─── Provided data ───

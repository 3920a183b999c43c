//! radarr-sonarr-mcp - Radarr and Sonarr for AI assistants
//!
//! An MCP (Model Context Protocol) server that exposes the Radarr (movies) and
//! Sonarr (TV series) REST APIs as tools and resources, plus a small CLI to
//! configure and check the connections.
//!
//! ## Module Structure
//!
//! - `arr`: REST clients for the Radarr and Sonarr v3 APIs
//! - `cli`: Command-line interface layer
//! - `config`: Configuration file loading, environment overrides and saving
//! - `logging`: tracing subscriber setup (stderr only)
//! - `mcp`: Model Context Protocol server implementation

pub mod arr;
pub mod cli;
pub mod config;
pub mod logging;
pub mod mcp;
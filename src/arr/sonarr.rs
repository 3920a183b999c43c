use super::models::{AddSeriesRequest, Episode, Series};
use super::{ArrClient, ClientError};

/// Series-specific Sonarr endpoints.
#[derive(Debug, Clone)]
pub struct Sonarr {
    client: ArrClient,
}

impl Sonarr {
    pub fn new(client: ArrClient) -> Self {
        Self { client }
    }

    /// Endpoints shared with Radarr (queue, history, commands...).
    pub fn client(&self) -> &ArrClient {
        &self.client
    }

    pub async fn series(&self) -> Result<Vec<Series>, ClientError> {
        self.client.get("series", &[]).await
    }

    pub async fn series_by_id(&self, id: i64) -> Result<Series, ClientError> {
        self.client.get(&format!("series/{}", id), &[]).await
    }

    pub async fn lookup(&self, term: &str) -> Result<Vec<Series>, ClientError> {
        self.client
            .get("series/lookup", &[("term", term.to_string())])
            .await
    }

    pub async fn add_series(&self, request: &AddSeriesRequest) -> Result<Series, ClientError> {
        self.client.post("series", request).await
    }

    pub async fn episodes(
        &self,
        series_id: i64,
        season_number: Option<i32>,
    ) -> Result<Vec<Episode>, ClientError> {
        let mut query = vec![("seriesId", series_id.to_string())];
        if let Some(season) = season_number {
            query.push(("seasonNumber", season.to_string()));
        }
        self.client.get("episode", &query).await
    }

    /// Episodes airing between `start` and `end` (RFC 3339), with the parent
    /// series embedded.
    pub async fn calendar(
        &self,
        start: &str,
        end: &str,
        unmonitored: bool,
    ) -> Result<Vec<Episode>, ClientError> {
        let query = [
            ("start", start.to_string()),
            ("end", end.to_string()),
            ("unmonitored", unmonitored.to_string()),
            ("includeSeries", "true".to_string()),
        ];
        self.client.get("calendar", &query).await
    }
}
// ============================================================
// Add Types (add_radarr_movie, add_sonarr_series)
// ============================================================

#[derive(Debug, Deserialize, JsonSchema)]
#[serde(rename_all = "camelCase")]
pub struct AddMovieParams {
    /// TMDB ID of the movie to add
    pub tmdb_id: i64,
    /// Movie title
    pub title: String,
    /// Release year
    pub year: i32,
    /// Quality profile ID (uses the first profile if not provided)
    pub quality_profile_id: Option<i64>,
    /// Root folder path (uses the first root folder if not provided)
    pub root_folder_path: Option<String>,
    /// Whether to monitor the movie (default: true)
    pub monitored: Option<bool>,
    /// Whether to search for the movie immediately (default: true)
    pub search_for_movie: Option<bool>,
}

#[derive(Debug, Deserialize, JsonSchema)]
#[serde(rename_all = "camelCase")]
pub struct AddSeriesParams {
    /// TVDB ID of the series to add
    pub tvdb_id: i64,
    /// Series title
    pub title: String,
    /// First air year
    pub year: i32,
    /// Quality profile ID (uses the first profile if not provided)
    pub quality_profile_id: Option<i64>,
    /// Root folder path (uses the first root folder if not provided)
    pub root_folder_path: Option<String>,
    /// Whether to monitor the series (default: true)
    pub monitored: Option<bool>,
    /// Whether to search for missing episodes immediately (default: true)
    pub search_for_missing_episodes: Option<bool>,
    /// Whether to use season folders (default: true)
    pub season_folder: Option<bool>,
}

#[derive(Debug, Serialize, JsonSchema)]
#[serde(rename_all = "camelCase")]
pub struct AddMovieResult {
    pub success: bool,
    pub message: String,
    pub movie: AddedMovie,
}

#[derive(Debug, Serialize, JsonSchema)]
#[serde(rename_all = "camelCase")]
pub struct AddedMovie {
    pub id: Option<i64>,
    pub title: String,
    pub year: Option<i32>,
    pub tmdb_id: Option<i64>,
    pub monitored: bool,
    pub has_file: bool,
    pub status: Option<String>,
}

#[derive(Debug, Serialize, JsonSchema)]
#[serde(rename_all = "camelCase")]
pub struct AddSeriesResult {
    pub success: bool,
    pub message: String,
    pub series: AddedSeries,
}

#[derive(Debug, Serialize, JsonSchema)]
#[serde(rename_all = "camelCase")]
pub struct AddedSeries {
    pub id: Option<i64>,
    pub title: String,
    pub year: Option<i32>,
    pub tvdb_id: Option<i64>,
    pub monitored: bool,
    pub status: Option<String>,
    pub season_count: usize,
}

// ============================================================
// Queue Types (get_download_queue, remove_from_queue)
// ============================================================

#[derive(Debug, Deserialize, JsonSchema)]
#[serde(rename_all = "camelCase")]
pub struct QueueParams {
    /// Which service to query
    pub service: ServiceSelection,
    /// Include items with an unknown series/movie (default: false)
    pub include_unknown_items: Option<bool>,
}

───

__Assignment__: Every record is to be repeated exactly as written.

__Result__:
repository 3920a183b999c43c
//! radarr-sonarr-mcp - Radarr and Sonarr for AI assistants
//!
//! An MCP (Model Context Protocol) server that exposes the Radarr (movies) and
//! Sonarr (TV series) REST APIs as tools and resources, plus a small CLI to
//! configure and check the connections.
//!
//! ## Module Structure
//!
//! - `arr`: REST clients for the Radarr and Sonarr v3 APIs
//! - `cli`: Command-line interface layer
//! - `config`: Configuration file loading, environment overrides and saving
//! - `logging`: tracing subscriber setup (stderr only)
//! - `mcp`: Model Context Protocol server implementation

pub mod arr;
pub mod cli;
pub mod config;
pub mod logging;
pub mod mcp;
filename src/arr/sonarr.rs
repository 3920a183b999c43c
use super::models::{AddSeriesRequest, Episode, Series};
use super::{ArrClient, ClientError};

/// Series-specific Sonarr endpoints.
#[derive(Debug, Clone)]
pub struct Sonarr {
    client: ArrClient,
}

impl Sonarr {
    pub fn new(client: ArrClient) -> Self {
        Self { client }
    }

    /// Endpoints shared with Radarr (queue, history, commands...).
    pub fn client(&self) -> &ArrClient {
        &self.client
    }

    pub async fn series(&self) -> Result<Vec<Series>, ClientError> {
        self.client.get("series", &[]).await
    }

    pub async fn series_by_id(&self, id: i64) -> Result<Series, ClientError> {
        self.client.get(&format!("series/{}", id), &[]).await
    }

    pub async fn lookup(&self, term: &str) -> Result<Vec<Series>, ClientError> {
        self.client
            .get("series/lookup", &[("term", term.to_string())])
            .await
    }

    pub async fn add_series(&self, request: &AddSeriesRequest) -> Result<Series, ClientError> {
        self.client.post("series", request).await
    }

    pub async fn episodes(
        &self,
        series_id: i64,
        season_number: Option<i32>,
    ) -> Result<Vec<Episode>, ClientError> {
        let mut query = vec![("seriesId", series_id.to_string())];
        if let Some(season) = season_number {
            query.push(("seasonNumber", season.to_string()));
        }
        self.client.get("episode", &query).await
    }

    /// Episodes airing between `start` and `end` (RFC 3339), with the parent
    /// series embedded.
    pub async fn calendar(
        &self,
        start: &str,
        end: &str,
        unmonitored: bool,
    ) -> Result<Vec<Episode>, ClientError> {
        let query = [
            ("start", start.to_string()),
            ("end", end.to_string()),
            ("unmonitored", unmonitored.to_string()),
            ("includeSeries", "true".to_string()),
        ];
        self.client.get("calendar", &query).await
    }
}
// ============================================================
// Add Types (add_radarr_movie, add_sonarr_series)
// ============================================================

#[derive(Debug, Deserialize, JsonSchema)]
#[serde(rename_all = "camelCase")]
pub struct AddMovieParams {
    /// TMDB ID of the movie to add
    pub tmdb_id: i64,
    /// Movie title
    pub title: String,
    /// Release year
    pub year: i32,
    /// Quality profile ID (uses the first profile if not provided)
    pub quality_profile_id: Option<i64>,
    /// Root folder path (uses the first root folder if not provided)
    pub root_folder_path: Option<String>,
    /// Whether to monitor the movie (default: true)
    pub monitored: Option<bool>,
    /// Whether to search for the movie immediately (default: true)
    pub search_for_movie: Option<bool>,
}

#[derive(Debug, Deserialize, JsonSchema)]
#[serde(rename_all = "camelCase")]
pub struct AddSeriesParams {
    /// TVDB ID of the series to add
    pub tvdb_id: i64,
    /// Series title
    pub title: String,
    /// First air year
    pub year: i32,
    /// Quality profile ID (uses the first profile if not provided)
    pub quality_profile_id: Option<i64>,
    /// Root folder path (uses the first root folder if not provided)
    pub root_folder_path: Option<String>,
    /// Whether to monitor the series (default: true)
    pub monitored: Option<bool>,
    /// Whether to search for missing episodes immediately (default: true)
    pub search_for_missing_episodes: Option<bool>,
    /// Whether to use season folders (default: true)
    pub season_folder: Option<bool>,
}

#[derive(Debug, Serialize, JsonSchema)]
#[serde(rename_all = "camelCase")]
pub struct AddMovieResult {
    pub success: bool,
    pub message: String,
    pub movie: AddedMovie,
}

#[derive(Debug, Serialize, JsonSchema)]
#[serde(rename_all = "camelCase")]
pub struct AddedMovie {
    pub id: Option<i64>,
    pub title: String,
    pub year: Option<i32>,
    pub tmdb_id: Option<i64>,
    pub monitored: bool,
    pub has_file: bool,
    pub status: Option<String>,
}

#[derive(Debug, Serialize, JsonSchema)]
#[serde(rename_all = "camelCase")]
pub struct AddSeriesResult {
    pub success: bool,
    pub message: String,
    pub series: AddedSeries,
}

#[derive(Debug, Serialize, JsonSchema)]
#[serde(rename_all = "camelCase")]
pub struct AddedSeries {
    pub id: Option<i64>,
    pub title: String,
    pub year: Option<i32>,
    pub tvdb_id: Option<i64>,
    pub monitored: bool,
    pub status: Option<String>,
    pub season_count: usize,
}

// ============================================================
// Queue Types (get_download_queue, remove_from_queue)
// ============================================================

#[derive(Debug, Deserialize, JsonSchema)]
#[serde(rename_all = "camelCase")]
pub struct QueueParams {
    /// Which service to query
    pub service: ServiceSelection,
    /// Include items with an unknown series/movie (default: false)
    pub include_unknown_items: Option<bool>,
}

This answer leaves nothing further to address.